Abstract

Background: Cancer is an illness caused by uncontrolled growth of cancer cells. Breast, cervical, ovarian, uterine cancers are among the most prevalent types of cancers in women. According to the 2020 report from the National Cancer Registry Programme (NCRP) under the Indian Council of Medical Research (ICMR), the risk of breast and other gynaecological cancers affects 1in 6 women. Acquiring knowledge about these cancers and adopting preventive measures or early detection methods can potentially save lives by treating them at an early stage when they are still localized and more manageable.
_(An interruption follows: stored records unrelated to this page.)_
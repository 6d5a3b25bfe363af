//! Session login and logout endpoints

use axum::{
    Form, Json,
    extract::State,
    response::{IntoResponse, Response},
};
use http::{HeaderMap, StatusCode};
use serde::Deserialize;
use serde_json::json;

use session_auth::{
    CoordinationError, SessionError, clear_session_cookie, session_id_from_headers,
    set_session_cookie,
};

use crate::error::{ApiError, IntoResponseError};
use crate::state::AuthState;

/// `email` and `password` form fields
#[derive(Deserialize)]
pub(crate) struct CredentialsForm {
    pub(crate) email: Option<String>,
    pub(crate) password: Option<String>,
}

/// `POST /auth_session/login`
pub(crate) async fn login(
    State(state): State<AuthState>,
    Form(form): Form<CredentialsForm>,
) -> Result<Response, ApiError> {
    let (user, session_id) = match state
        .auth
        .login(form.email.as_deref(), form.password.as_deref())
        .await
    {
        Ok(logged_in) => logged_in,
        Err(CoordinationError::InvalidArgument(msg)) => {
            return Err(ApiError::error(StatusCode::BAD_REQUEST, msg));
        }
        Err(CoordinationError::UserNotFound) => {
            return Err(ApiError::error(
                StatusCode::NOT_FOUND,
                "no user found for this email",
            ));
        }
        Err(CoordinationError::WrongPassword) => {
            return Err(ApiError::error(StatusCode::UNAUTHORIZED, "wrong password"));
        }
        Err(e) => return Err(e.into()),
    };

    let mut headers = HeaderMap::new();
    set_session_cookie(&mut headers, &session_id, state.auth.sessions().config())
        .into_response_error()?;

    Ok((headers, Json(user)).into_response())
}

/// `DELETE /auth_session/logout`
pub(crate) async fn logout(
    State(state): State<AuthState>,
    headers: HeaderMap,
) -> Result<Response, ApiError> {
    let session_id = session_id_from_headers(&headers).into_response_error()?;

    match state.auth.logout(session_id).await {
        Ok(()) => {}
        Err(CoordinationError::Session(SessionError::NotFound)) => {
            return Err(ApiError::error(StatusCode::NOT_FOUND, "session not found"));
        }
        Err(e) => return Err(e.into()),
    }

    let mut response_headers = HeaderMap::new();
    clear_session_cookie(&mut response_headers).into_response_error()?;

    Ok((response_headers, Json(json!({}))).into_response())
}
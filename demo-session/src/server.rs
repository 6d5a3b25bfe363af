use axum::Router;
use std::net::SocketAddr;
use std::sync::LazyLock;
use tokio::task::JoinHandle;
use tracing_subscriber::{layer::SubscriberExt, util::SubscriberInitExt};

use session_auth::RedactingFormatter;

use crate::redact::RedactingMakeWriter;

/// Listening port, from `PORT`
pub(crate) static PORT: LazyLock<u16> = LazyLock::new(|| {
    std::env::var("PORT")
        .ok()
        .and_then(|p| p.parse().ok())
        .unwrap_or(5000)
});

pub(crate) fn spawn_http_server(port: u16, app: Router) -> JoinHandle<std::io::Result<()>> {
    tokio::spawn(async move {
        let addr = SocketAddr::from(([0, 0, 0, 0], port));
        tracing::info!("HTTP server listening on {}", addr);
        axum_server::bind(addr)
            .serve(app.into_make_service())
            .await
    })
}

/// Log to stdout with PII fields masked in every line
pub(crate) fn init_tracing(app_name: &str) {
    let env_filter = tracing_subscriber::EnvFilter::try_from_default_env().unwrap_or_else(|_| {
        format!("session_auth=debug,session_auth_axum=debug,{app_name}=debug,info").into()
    });

    tracing_subscriber::registry()
        .with(env_filter)
        .with(
            tracing_subscriber::fmt::layer()
                .with_ansi(false)
                .with_writer(RedactingMakeWriter::new(
                    std::io::stdout,
                    RedactingFormatter::pii(),
                )),
        )
        .init();

    tracing::info!("You can increase verbosity by setting the RUST_LOG environment variable.");
}
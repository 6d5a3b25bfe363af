//! session-auth - session lifecycle and credential handling for web applications
//!
//! This crate provides a session manager over pluggable storage (in-memory or SQL),
//! an email/password user store, bcrypt password hashing, HTTP Basic credential
//! parsing, PII log redaction, and an [`AuthService`] coordinating them.

mod coordination;
mod credentials;
mod redaction;
mod session;
mod storage;
mod userdb;
mod utils;

#[cfg(test)]
mod test_utils;

pub use coordination::{AuthService, CoordinationError, require_auth};

pub use credentials::{
    BCRYPT_COST, BasicCredentials, PasswordError, decode_base64_authorization_header,
    extract_base64_authorization_header, extract_user_credentials, hash_password,
    hash_password_with_cost, parse_basic_authorization, verify_password,
};

pub use redaction::{PII_FIELDS, RedactingFormatter, filter_datum};

pub use session::{
    SESSION_COOKIE_NAME, SESSION_COOKIE_SECURE, SESSION_DURATION, Session, SessionConfig,
    SessionError, SessionManager, clear_session_cookie, session_id_from_headers, set_session_cookie,
};

pub use storage::{
    DB_TABLE_PREFIX, DB_TABLE_SESSIONS, DataStore, InMemorySessionStore, PostgresDataStore,
    SessionStore, SqlSessionStore, SqliteDataStore, StorageError, StoredSession,
    connect_data_store, session_store_from_env,
};

pub use userdb::{
    DB_TABLE_USERS, User, UserError, UserSearchField, UserStore, UserUpdate, user_store_from_env,
};

pub use utils::{UtilError, gen_random_string};
use std::{env, sync::LazyLock};

/// bcrypt work factor used by [`hash_password`](super::hash_password)
pub static BCRYPT_COST: LazyLock<u32> =
    LazyLock::new(|| parse_bcrypt_cost(env::var("BCRYPT_COST").ok().as_deref()));

/// Accept only costs bcrypt supports, falling back to its default otherwise
pub(super) fn parse_bcrypt_cost(value: Option<&str>) -> u32 {
    match value.map(str::trim).map(str::parse::<u32>) {
        Some(Ok(cost)) if (4..=31).contains(&cost) => cost,
        Some(_) => {
            tracing::warn!("Ignoring invalid BCRYPT_COST, using default");
            bcrypt::DEFAULT_COST
        }
        None => bcrypt::DEFAULT_COST,
    }
}
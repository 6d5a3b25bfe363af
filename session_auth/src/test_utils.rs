//! Shared helpers for tests across the crate
//!
//! Every helper builds its own stores, so tests do not share state and need no
//! `#[serial]` unless they touch environment variables.

use chrono::{Duration, Utc};
use sqlx::sqlite::SqlitePoolOptions;
use std::sync::Arc;

use crate::coordination::AuthService;
use crate::session::{SessionConfig, SessionManager};
use crate::storage::{
    DataStore, InMemorySessionStore, SessionStore, SqlSessionStore, SqliteDataStore, StoredSession,
};
use crate::userdb::UserStore;
use crate::utils::gen_random_string;

/// Lowest cost bcrypt accepts, keeps hashing fast in tests
pub(crate) const TEST_BCRYPT_COST: u32 = 4;

/// A private in-memory SQLite database on a single connection
pub(crate) async fn sqlite_memory_data_store() -> Arc<dyn DataStore> {
    let pool = SqlitePoolOptions::new()
        .max_connections(1)
        .idle_timeout(None)
        .max_lifetime(None)
        .connect("sqlite::memory:")
        .await
        .expect("Failed to open in-memory SQLite database");
    Arc::new(SqliteDataStore::new(pool))
}

pub(crate) fn memory_manager(config: SessionConfig) -> SessionManager {
    SessionManager::new(config, Arc::new(InMemorySessionStore::new()))
}

pub(crate) async fn sql_manager(config: SessionConfig) -> SessionManager {
    let store = SqlSessionStore::new(sqlite_memory_data_store().await);
    store
        .init()
        .await
        .expect("Failed to initialize session table");
    SessionManager::new(config, Arc::new(store))
}

/// One initialized store per backend, labelled for assertion messages
pub(crate) async fn session_stores() -> Vec<(&'static str, Arc<dyn SessionStore>)> {
    let sql = SqlSessionStore::new(sqlite_memory_data_store().await);
    sql.init()
        .await
        .expect("Failed to initialize session table");
    vec![
        ("memory", Arc::new(InMemorySessionStore::new())),
        ("sqlite", Arc::new(sql)),
    ]
}

/// Insert a session for `principal` that was created `age` ago and return its id
pub(crate) async fn backdated_session(
    store: &dyn SessionStore,
    principal: &str,
    age: Duration,
) -> String {
    let session_id = gen_random_string(16).expect("Failed to generate session id");
    let inserted = store
        .put_if_absent(StoredSession {
            session_id: session_id.clone(),
            principal_id: principal.to_string(),
            created_at: Utc::now() - age,
        })
        .await
        .expect("Failed to insert backdated session");
    assert!(inserted, "backdated session id collided");
    session_id
}

pub(crate) async fn user_store() -> UserStore {
    let store = UserStore::new(sqlite_memory_data_store().await);
    store.init().await.expect("Failed to initialize UserStore");
    store
}

/// An auth service over in-memory sessions and a fresh user database
pub(crate) async fn auth_service() -> AuthService {
    AuthService::new(memory_manager(SessionConfig::new()), user_store().await)
        .with_password_cost(TEST_BCRYPT_COST)
}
Objective: To investigate the knowledge, attitude and practices concerning Breast and Gynaecological Cancers among women in Tirupati.
Methods: A cross-sectional study is carried out among 600 women in Tirupati through an online survey. The study is aimed to gather information on their knowledge, attitude and practices regarding breast and gynaecological cancers. A pre-validated questionnaire was utilized to collect the necessary data.

Results: In this study, a group of 600 women was included, spanning from 15 to 45 years of age. The majority of these participants demonstrated proficient knowledge, held a strong positive attitude, and regrettably, exhibited deplorable practice. Notably, out of these women, 104 had receive the HPV vaccine for the prevention of cancer.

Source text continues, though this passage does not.